Dans leurs dernières conclusions, notifiées et déposées le 16 février 2022, M. [R] [V], la société anonyme MMA Iard et la société d'assurance mutuelle MMA Iard assurances mutuelles demandent à la cour de :

- infirmer le jugement entrepris en ce qu'il les a condamnés à verser 1 500 euros de dommages-intérêts pour préjudice moral et 3 000 euros au titre de l'article 700 du code de procédure civile à M. [N], et le confirmer pour le surplus,

- débouter l'appelant de l'ensemble de ses demandes, fins et conclusions,

à titre subsidiaire,

- juger que l'appelant ne rapporte pas la preuve qui lui incombe de la perte de chance qu'il allègue, ni du préjudice qui en serait directement découlé,

en conséquence,

- débouter l'appelant de l'ensemble de ses demandes, fins et conclusions,

en tout état de cause,

- condamner M. [N] à leur verser la somme de 4 500 euros au titre de l'article 700 du code de procédure civile,

- condamner M. [N] aux entiers dépens de la présente instance, qui seront recouvrés par Maître Baechlin, avocat, conformément aux dispositions de l'article 699 du code de procédure civile.

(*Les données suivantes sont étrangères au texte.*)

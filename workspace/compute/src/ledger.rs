//! Ledger queries backing the reconciliation engine.
//!
//! Spending is always derived by re-reading the transaction table; the
//! cached `current_spent` columns are never consulted here.

use chrono::NaiveDate;
use model::entities::transaction::{self, TransactionKind};
use rust_decimal::Decimal;
use sea_orm::sea_query::{Expr, Func};
use sea_orm::{ColumnTrait, DatabaseConnection, EntityTrait, QueryFilter};
use tracing::{debug, instrument};

use crate::error::Result;

/// Sum the expense amounts one user booked under a category within a date
/// window (inclusive on both ends).
///
/// The category match is case-insensitive but exact: "Food" and "food"
/// are the same category, "food delivery" is not.
#[instrument(skip(db))]
pub async fn sum_category_expenses(
    db: &DatabaseConnection,
    user_id: i32,
    category: &str,
    from: NaiveDate,
    to: NaiveDate,
) -> Result<Decimal> {
    let rows = transaction::Entity::find()
        .filter(transaction::Column::UserId.eq(user_id))
        .filter(transaction::Column::Kind.eq(TransactionKind::Expense))
        .filter(transaction::Column::Date.between(from, to))
        .filter(
            Expr::expr(Func::lower(Expr::col(transaction::Column::Category)))
                .eq(category.to_lowercase()),
        )
        .all(db)
        .await?;

    let total: Decimal = rows.iter().map(|t| t.amount).sum();
    debug!(
        matched = rows.len(),
        %total,
        "Summed category expenses"
    );
    Ok(total)
}

/// Sum all expense amounts one user booked within a date window,
/// regardless of category.
#[instrument(skip(db))]
pub async fn sum_expenses(
    db: &DatabaseConnection,
    user_id: i32,
    from: NaiveDate,
    to: NaiveDate,
) -> Result<Decimal> {
    let rows = transaction::Entity::find()
        .filter(transaction::Column::UserId.eq(user_id))
        .filter(transaction::Column::Kind.eq(TransactionKind::Expense))
        .filter(transaction::Column::Date.between(from, to))
        .all(db)
        .await?;

    let total: Decimal = rows.iter().map(|t| t.amount).sum();
    debug!(
        matched = rows.len(),
        %total,
        "Summed monthly expenses"
    );
    Ok(total)
}

#[cfg(test)]
mod tests {
    use super::*;
    use crate::test_support::{expense, income, setup_db, user};
    use chrono::NaiveDate;

    fn day(y: i32, m: u32, d: u32) -> NaiveDate {
        NaiveDate::from_ymd_opt(y, m, d).unwrap()
    }

    #[tokio::test]
    async fn test_sum_is_exact_over_decimal_amounts() {
        let db = setup_db().await;
        let owner = user(&db, "alice").await;

        expense(&db, owner.id, "0.10", "food", day(2024, 3, 1)).await;
        expense(&db, owner.id, "0.20", "food", day(2024, 3, 2)).await;
        expense(&db, owner.id, "0.30", "food", day(2024, 3, 3)).await;

        let total =
            sum_category_expenses(&db, owner.id, "food", day(2024, 3, 1), day(2024, 3, 31))
                .await
                .unwrap();
        assert_eq!(total, "0.60".parse().unwrap());
    }

    #[tokio::test]
    async fn test_category_match_is_case_insensitive_and_exact() {
        let db = setup_db().await;
        let owner = user(&db, "alice").await;

        expense(&db, owner.id, "10", "Food", day(2024, 3, 5)).await;
        expense(&db, owner.id, "20", "FOOD", day(2024, 3, 6)).await;
        expense(&db, owner.id, "40", "food delivery", day(2024, 3, 7)).await;

        let total =
            sum_category_expenses(&db, owner.id, "food", day(2024, 3, 1), day(2024, 3, 31))
                .await
                .unwrap();
        assert_eq!(total, "30".parse().unwrap());
    }

    #[tokio::test]
    async fn test_income_and_other_users_are_excluded() {
        let db = setup_db().await;
        let owner = user(&db, "alice").await;
        let other = user(&db, "bob").await;

        expense(&db, owner.id, "50", "food", day(2024, 3, 5)).await;
        income(&db, owner.id, "500", "food", day(2024, 3, 6)).await;
        expense(&db, other.id, "70", "food", day(2024, 3, 7)).await;

        let total =
            sum_category_expenses(&db, owner.id, "food", day(2024, 3, 1), day(2024, 3, 31))
                .await
                .unwrap();
        assert_eq!(total, "50".parse().unwrap());
    }

    #[tokio::test]
    async fn test_window_bounds_are_inclusive() {
        let db = setup_db().await;
        let owner = user(&db, "alice").await;

        expense(&db, owner.id, "1", "food", day(2024, 2, 29)).await;
        expense(&db, owner.id, "2", "food", day(2024, 3, 1)).await;
        expense(&db, owner.id, "4", "food", day(2024, 3, 31)).await;
        expense(&db, owner.id, "8", "food", day(2024, 4, 1)).await;

        let total =
            sum_category_expenses(&db, owner.id, "food", day(2024, 3, 1), day(2024, 3, 31))
                .await
                .unwrap();
        assert_eq!(total, "6".parse().unwrap());
    }

    #[tokio::test]
    async fn test_sum_expenses_ignores_category() {
        let db = setup_db().await;
        let owner = user(&db, "alice").await;

        expense(&db, owner.id, "10", "food", day(2024, 3, 5)).await;
        expense(&db, owner.id, "25", "transport", day(2024, 3, 6)).await;
        income(&db, owner.id, "100", "salary", day(2024, 3, 7)).await;

        let total = sum_expenses(&db, owner.id, day(2024, 3, 1), day(2024, 3, 31))
            .await
            .unwrap();
        assert_eq!(total, "35".parse().unwrap());
    }
}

La clôture de l'instruction a été prononcée le 19 mars 2024.

SUR CE,

Sur la responsabilité de l'avocat :

Sur la faute :

Le tribunal a retenu que M. [V] n'a pas déposé ses conclusions au greffe dans le délai prescrit par l'article 908 du code de procédure civile alors qu'il avait pour mission de former un recours à l'encontre du jugement du 26 novembre 2013, emportant la caducité de la déclaration d'appel.

Les parties ne discutent pas de la faute retenue par le tribunal et font porter le débat sur le lien de causalité et le préjudice.

Sur le lien de causalité et le préjudice :

Le tribunal a jugé que M. [N] échouait à démontrer une perte de chance d'obtenir devant la cour d'appel la désignation d'un autre expert et l'infirmation du jugement du 26 novembre 2013, en ce que :

- le tribunal de grande instance de Paris a fondé sa décision sur le rapport de l'expert judiciaire du 20 mai 2011, dont il ressort la caractérisation d'un trouble anormal de voisinage subi par M. [U], ayant pour origine la réalisation par M. [N] de travaux d'excavation,

- M. [N] n'apporte aucun élément technique venant contredire les conclusions de l'expert, et axe principalement sa défense sur la question de l'empiètement de l'escalier, qui est sans influence sur l'origine des désordres, ni même sur la réalisation des travaux de consolidation des terrains,

- M. [N] critique le rapport d'expertise alors que l'expert, durant les quatre ans et demi qu'a duré l'expertise, a répondu au grand nombre d'observations des parties, qu'elles aient fait ou non l'objet de dires, et en particulier celles relatives à un possible empiètement de l'escalier ou aux crevasses du terrain de M. [U] préexistant aux travaux réalisés par M. [N]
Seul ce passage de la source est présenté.